I’m not going to keep you in suspense.

Yes, Dr. Dana Scully is still Catholic, little gold cross and all.

As the beloved Fox series “The X-Files” begins its six-episode reboot on Sunday, Jan. 24, Dr. Scully is working at Our Lady of Sorrows Hospital in Washington, D.C. Over the course of the first three episodes, we learn she’s helping surgeons correct a malformation in children. A nun even shows up in episode two. She’s not doing anything nefarious, but she does have a creepy line that shows that, hard as they try, TV producers just don’t get us.

Strangely, the episode two storyline echoes the premiere storyline in another Fox series, “Houdini and Doyle,” premiering later this spring — which also has Catholic themes, both covert and overt — but that’s a tale for another time.

Anyway, back to “The X-Files.” I’ll say it right up front — the first episode is dreadful, with stilted performances, leaden dialogue and a creaky twist on the show’s signature alien-conspiracy storyline. The bright spot, other than Mulder and Scully (David Duchovny, Gillian Anderson) together again, is “Community” star Joel McHale as a right-wing talk-show host who’s a combination of Alex Jones and Bill O’Reilly … but may be on to something.

But of the three episodes I’ve previewed, the first is the weakest, and it’s well worth hanging around. Episode two feels like vintage “X-Files,” and episode three is another trip into the mind of writer Darin Morgan, who was responsible for the original show’s weirdest, funniest and downright oddest episodes. Fans of “Clyde Bruckman’s Final Repose” will not be disappointed.

While, at the respective ages of 55 and 47, Duchovny and Anderson are no longer fresh-faced newcomers, neither has lost any appeal — nor any of their chemistry.

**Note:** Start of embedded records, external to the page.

//! APM - a dependency manager and build tool for AI-agent context artifacts.
//!
//! APM resolves Git-hosted collections of markdown instructions, prompts,
//! chat modes, agents, and skills into a project's `apm_modules/` tree, the
//! same way Cargo resolves crates, then compiles the installed primitives
//! into a distributed set of `AGENTS.md`/`CLAUDE.md` files and synchronizes
//! them into the tool-specific locations each target editor expects.
//!
//! # Core Modules
//!
//! - [`core`] - environment context, error taxonomy, and the
//!   `{success, warnings, errors, value}` result bundle
//! - [`reference`] - dependency reference parsing and host classification (C1)
//! - [`fetch`] - the Git/HTTP fetch driver (C2)
//! - [`manifest`] - `apm.yml` parsing
//! - [`lockfile`] - `apm.lock` parsing and atomic writes
//! - [`resolver`] - transitive dependency resolution (C3)
//! - [`markdown`] - frontmatter extraction shared by C4
//! - [`primitives`] - primitive discovery, conflict resolution, and placement (C4)
//! - [`sync`] - integration synchronization (C5)
//! - [`config`] - global configuration (`~/.apm/config.yml`)
//! - [`cli`] - command-line entry points
//! - [`utils`] - cross-cutting helpers: atomic writes, hashing, URL sanitization

pub mod cli;
pub mod config;
pub mod core;
pub mod fetch;
pub mod lockfile;
pub mod manifest;
pub mod markdown;
pub mod primitives;
pub mod reference;
pub mod resolver;
pub mod sync;
pub mod utils;

#[cfg(any(test, feature = "test-utils"))]
pub mod test_utils;
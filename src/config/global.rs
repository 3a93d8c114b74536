//! `~/.apm/config.yml`: per-host token overrides and a default source alias.
//!
//! Adapts the teacher's `~/.agpm/config.toml` (a `[sources]` table of
//! authenticated URLs) to this crate's simpler contract: a flat `tokens` map
//! from host to token, consulted by C2 only as a fallback beneath
//! environment variables, and a `default_host` override equivalent to
//! `GITHUB_HOST`.

use anyhow::{Context, Result};
use serde::{Deserialize, Serialize};
use std::collections::HashMap;
use std::path::{Path, PathBuf};

/// Parsed `~/.apm/config.yml`. Manifest (`apm.yml`) values always win over
/// this file, per §3's "merged underneath" rule.
#[derive(Debug, Clone, Default, Serialize, Deserialize)]
pub struct GlobalConfig {
    #[serde(default)]
    pub tokens: HashMap<String, String>,
    #[serde(default)]
    pub default_host: Option<String>,
}

impl GlobalConfig {
    /// Platform-conventional path to the global config file.
    pub fn default_path() -> Result<PathBuf> {
        let home = dirs::home_dir().ok_or_else(|| anyhow::anyhow!("unable to determine home directory"))?;
        Ok(home.join(".apm").join("config.yml"))
    }

    /// Load from `path`, or an empty config if the file doesn't exist. Never
    /// hard-fails on a missing file, since most projects never create one.
    pub fn load(path: &Path) -> Result<Self> {
        if !path.exists() {
            return Ok(Self::default());
        }
        let content = std::fs::read_to_string(path)
            .with_context(|| format!("reading global config {}", path.display()))?;
        serde_yaml::from_str(&content).with_context(|| format!("parsing global config {}", path.display()))
    }

    /// Token for `host`, if configured. Environment-variable sources
    /// (`GITHUB_APM_PAT`, `ADO_APM_PAT`, `GITHUB_TOKEN`) are consulted first
    /// by C2; this is the last resort beneath all of those.
    pub fn token_for(&self, host: &str) -> Option<&str> {
        self.tokens.get(host).map(String::as_str)
    }
}

#[cfg(test)]
mod tests {
    use super::*;
    use tempfile::tempdir;

    #[test]
    fn missing_file_loads_as_empty() {
        let dir = tempdir().unwrap();
        let config = GlobalConfig::load(&dir.path().join("config.yml")).unwrap();
        assert!(config.tokens.is_empty());
        assert!(config.default_host.is_none());
    }

    #[test]
    fn parses_tokens_and_default_host() {
        let dir = tempdir().unwrap();
        let path = dir.path().join("config.yml");
        std::fs::write(&path, "tokens:\n  github.com: ghp_abc\ndefault_host: acme.ghe.com\n").unwrap();
        let config = GlobalConfig::load(&path).unwrap();
        assert_eq!(config.token_for("github.com"), Some("ghp_abc"));
        assert_eq!(config.default_host.as_deref(), Some("acme.ghe.com"));
    }
}
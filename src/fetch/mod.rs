//! Fetch driver (C2): materialize a [`DependencyRef`] at a ref into a local
//! directory, or resolve a ref to a commit SHA.
//!
//! Mirrors the teacher's split between a thin async trait and a single
//! production implementation (`GitRepo` there, [`GitFetchDriver`] here) that
//! shells out to the system `git` binary rather than linking `libgit2`, for
//! the same reason: compatibility with existing credential helpers, SSH
//! config, and corporate proxy setups.

pub mod token;

use crate::core::{ApmError, Environment};
use crate::reference::host::{self, HostFamily};
use crate::reference::DependencyRef;
use anyhow::{Context, Result};
use async_trait::async_trait;
use std::path::{Path, PathBuf};
use std::process::Stdio;
use std::time::Duration;
use tokio::process::Command;
use tokio_retry::strategy::ExponentialBackoff;
use tokio_retry::Retry;

/// Kind of Git reference a dependency string resolved to.
#[derive(Debug, Clone, Copy, PartialEq, Eq)]
pub enum RefKind {
    Commit,
    Tag,
    Branch,
}

/// Classify `reference` per the ref-classification rule: a 7-40 char hex
/// string is a commit, a (optionally `v`-prefixed) dotted-numeric string is a
/// tag, anything else is a branch. An absent ref defaults to `main`.
pub fn classify_ref(reference: Option<&str>) -> (String, RefKind) {
    let commit_re = regex_commit();
    let tag_re = regex_tag();
    match reference {
        None => ("main".to_string(), RefKind::Branch),
        Some(r) if commit_re.is_match(r) => (r.to_string(), RefKind::Commit),
        Some(r) if tag_re.is_match(r) => (r.to_string(), RefKind::Tag),
        Some(r) => (r.to_string(), RefKind::Branch),
    }
}

fn regex_commit() -> &'static regex::Regex {
    static RE: std::sync::OnceLock<regex::Regex> = std::sync::OnceLock::new();
    RE.get_or_init(|| regex::Regex::new(r"(?i)^[a-f0-9]{7,40}$").unwrap())
}

fn regex_tag() -> &'static regex::Regex {
    static RE: std::sync::OnceLock<regex::Regex> = std::sync::OnceLock::new();
    RE.get_or_init(|| regex::Regex::new(r"^v?\d+\.\d+\.\d+").unwrap())
}

/// Outcome of [`FetchDriver::probe`].
#[derive(Debug, Clone)]
pub struct ProbeResult {
    pub commit: String,
    pub kind: RefKind,
}

/// Outcome of a clone or single-file download.
#[derive(Debug, Clone)]
pub struct FetchOutcome {
    pub commit: String,
    pub path: PathBuf,
}

/// Materializes a [`DependencyRef`] on disk. One production implementation
/// ([`GitFetchDriver`]); tests substitute a fake to avoid real network and
/// process calls.
#[async_trait]
pub trait FetchDriver: Send + Sync {
    async fn probe(&self, reference: &DependencyRef, env: &Environment) -> Result<ProbeResult>;

    async fn clone_into(
        &self,
        reference: &DependencyRef,
        dest: &Path,
        env: &Environment,
    ) -> Result<FetchOutcome>;

    async fn download_file(
        &self,
        reference: &DependencyRef,
        repo_relative_path: &str,
        dest: &Path,
        env: &Environment,
    ) -> Result<FetchOutcome>;
}

/// Git-CLI-backed [`FetchDriver`], with `reqwest` used only for single-file
/// downloads against a host's raw-content or Items REST endpoint.
pub struct GitFetchDriver {
    http: reqwest::Client,
}

impl Default for GitFetchDriver {
    fn default() -> Self {
        Self {
            http: reqwest::Client::new(),
        }
    }
}

impl GitFetchDriver {
    pub fn new() -> Self {
        Self::default()
    }

    fn backoff() -> impl Iterator<Item = Duration> {
        ExponentialBackoff::from_millis(200)
            .max_delay(Duration::from_secs(2))
            .take(3)
    }

    async fn run_git(args: &[&str], cwd: Option<&Path>) -> Result<std::process::Output> {
        let mut cmd = Command::new("git");
        cmd.args(args).stdout(Stdio::piped()).stderr(Stdio::piped());
        if let Some(dir) = cwd {
            cmd.current_dir(dir);
        }
        cmd.output().await.with_context(|| format!("running git {}", args.join(" ")))
    }

    fn classify_failure(stderr: &str) -> ApmError {
        let lower = stderr.to_lowercase();
        if lower.contains("authentication")
            || lower.contains("permission denied")
            || lower.contains("401")
            || lower.contains("403")
        {
            ApmError::AuthRequired {
                repo: "unknown".to_string(),
            }
        } else if lower.contains("could not resolve host") || lower.contains("unable to access") {
            ApmError::Unreachable {
                repo: "unknown".to_string(),
            }
        } else {
            ApmError::Other {
                message: stderr.trim().to_string(),
            }
        }
    }

    async fn ls_remote(url: &str, reference: &str) -> Result<Option<String>> {
        let output = Self::run_git(&["ls-remote", url, reference], None).await?;
        if !output.status.success() {
            let stderr = String::from_utf8_lossy(&output.stderr).to_string();
            return Err(Self::classify_failure(&stderr).into());
        }
        let stdout = String::from_utf8_lossy(&output.stdout);
        Ok(stdout.lines().next().and_then(|line| line.split_whitespace().next()).map(String::from))
    }

    fn clone_url(reference: &DependencyRef, family: HostFamily, token: Option<&str>) -> String {
        host::https_clone_url(family, &reference.host, &reference.repo_path, token)
    }

    async fn clone_one_attempt(
        reference: &DependencyRef,
        ref_str: &str,
        dest: &Path,
        env: &Environment,
    ) -> Result<FetchOutcome> {
        let family = reference.host_family(env)?;

        let commit = token::with_retry_auth(family, &reference.host, env, |token| {
            let url = Self::clone_url(reference, family, token);
            async move {
                if dest.exists() {
                    tokio::fs::remove_dir_all(dest).await.ok();
                }
                let output =
                    Self::run_git(&["clone", "--quiet", &url, &dest.to_string_lossy()], None).await?;
                if !output.status.success() {
                    let stderr = String::from_utf8_lossy(&output.stderr).to_string();
                    return Err(anyhow::Error::from(Self::classify_failure(&stderr)));
                }
                let checkout = Self::run_git(&["checkout", "--quiet", ref_str], Some(dest)).await?;
                if !checkout.status.success() {
                    return Err(anyhow::Error::from(ApmError::NoSuchRef {
                        repo: reference.repo_path.join("/"),
                        reference: ref_str.to_string(),
                    }));
                }
                let rev_parse = Self::run_git(&["rev-parse", "HEAD"], Some(dest)).await?;
                let commit = String::from_utf8_lossy(&rev_parse.stdout).trim().to_string();
                Ok(commit)
            }
        })
        .await?;

        Ok(FetchOutcome {
            commit,
            path: dest.to_path_buf(),
        })
    }
}

#[async_trait]
impl FetchDriver for GitFetchDriver {
    async fn probe(&self, reference: &DependencyRef, env: &Environment) -> Result<ProbeResult> {
        let family = reference.host_family(env)?;
        let (ref_str, kind) = classify_ref(reference.reference.as_deref());

        if matches!(kind, RefKind::Commit) {
            return Ok(ProbeResult {
                commit: ref_str,
                kind,
            });
        }

        let result = token::with_retry_auth(family, &reference.host, env, |token| {
            let url = Self::clone_url(reference, family, token);
            let ref_str = ref_str.clone();
            async move { Self::ls_remote(&url, &ref_str).await }
        })
        .await?;

        match result {
            Some(commit) => Ok(ProbeResult {
                commit,
                kind,
            }),
            None => Err(ApmError::NoSuchRef {
                repo: reference.repo_path.join("/"),
                reference: ref_str,
            }
            .into()),
        }
    }

    async fn clone_into(
        &self,
        reference: &DependencyRef,
        dest: &Path,
        env: &Environment,
    ) -> Result<FetchOutcome> {
        let family = reference.host_family(env)?;
        let (ref_str, _kind) = classify_ref(reference.reference.as_deref());

        let strategy = Self::backoff();
        let dest_owned = dest.to_path_buf();
        let reference = reference.clone();
        let env = env.clone();

        Retry::spawn(strategy, move || {
            let dest = dest_owned.clone();
            let ref_str = ref_str.clone();
            let reference = reference.clone();
            let env = env.clone();
            async move {
                let result = Self::clone_one_attempt(&reference, &ref_str, &dest, &env).await;
                if result.is_err() && dest.exists() {
                    let _ = std::fs::remove_dir_all(&dest);
                }
                result
            }
        })
        .await
    }

    async fn download_file(
        &self,
        reference: &DependencyRef,
        repo_relative_path: &str,
        dest: &Path,
        env: &Environment,
    ) -> Result<FetchOutcome> {
        let family = reference.host_family(env)?;
        let (ref_str, _kind) = classify_ref(reference.reference.as_deref());

        let commit = self.probe(reference, env).await?.commit;

        let strategy = Self::backoff();
        let http = self.http.clone();

        let body = Retry::spawn(strategy, || {
            let http = http.clone();
            let ref_str = ref_str.clone();
            async move {
                token::with_retry_auth(family, &reference.host, env, |token| {
                    let mut url = host::file_download_url(
                        family,
                        &reference.host,
                        &reference.repo_path,
                        repo_relative_path,
                        &ref_str,
                    );
                    if let (HostFamily::AzureDevOps, Some(tok)) = (family, token) {
                        url = url.replacen("https://", &format!("https://{tok}@"), 1);
                    }
                    let http = http.clone();
                    async move {
                        let resp = http.get(&url).send().await?;
                        if resp.status() == reqwest::StatusCode::NOT_FOUND {
                            return Err(anyhow::Error::from(ApmError::NotFound {
                                repo: reference.repo_path.join("/"),
                                path: repo_relative_path.to_string(),
                            }));
                        }
                        if resp.status() == reqwest::StatusCode::UNAUTHORIZED
                            || resp.status() == reqwest::StatusCode::FORBIDDEN
                        {
                            return Err(anyhow::Error::from(ApmError::AuthRequired {
                                repo: reference.repo_path.join("/"),
                            }));
                        }
                        if !resp.status().is_success() {
                            return Err(anyhow::Error::from(ApmError::Unreachable {
                                repo: reference.repo_path.join("/"),
                            }));
                        }
                        Ok::<Option<Vec<u8>>, anyhow::Error>(Some(resp.bytes().await?.to_vec()))
                    }
                })
                .await
            }
        })
        .await?
        .ok_or_else(|| {
            anyhow::Error::from(ApmError::NotFound {
                repo: reference.repo_path.join("/"),
                path: repo_relative_path.to_string(),
            })
        })?;

        crate::utils::fs::atomic_write(dest, &body)?;

        Ok(FetchOutcome {
            commit,
            path: dest.to_path_buf(),
        })
    }
}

But now is a different time than the early ’90s, when the show premiered. It was a period of relative peace and prosperity — although the dark forces of Islamist terror grew and struck, just not hard enough to jar us out of complacency — and we had the luxury of thinking about things like alien visitations.

In 2016, terror is at our doorstep, many struggle to make ends meet in a thoroughly disrupted economy, and both traditional ways of life and the social contract seem to be breaking down all around us. Gillian-Anderson-X-FilesIn an age when we aren’t even sure what male and female are anymore, worrying about aliens seems to be a frivolity.

“The X-Files” was always about the tug of war between creator Chris Carter’s skepticism and his willingness to believe, and a peek into what kept him up at night.

At the recent Television Critics Association Press Tour in Pasadena, California, I got to ask him about rethinking “X” for the age of ISIS and Snowden.

He said:

The ’90s were great. It was till, for me, a sort of residual paranoia that came out of my young adulthood, out of Watergate and such. But we’re living in a time now when there’s a tremendous amount of distrust of authority, government, even the media. So, this is a really interesting time to tell “X-Files” stories.

Conspiracy sites are chock-a-block with the most outrageous stuff, but some of it is actually quite plausible, and I think that’s what you find in the mythology episodes here. I’ve cherry-picked through some of the things that are frightening to me — the prospect of them are frightening.

Even if one of them comes true, it will be a bad thing for America and beyond. So, this is a really interesting time to be shining lights into the darkness.

Well, we know that the Truth is out there, but it may not be the one the world is expecting.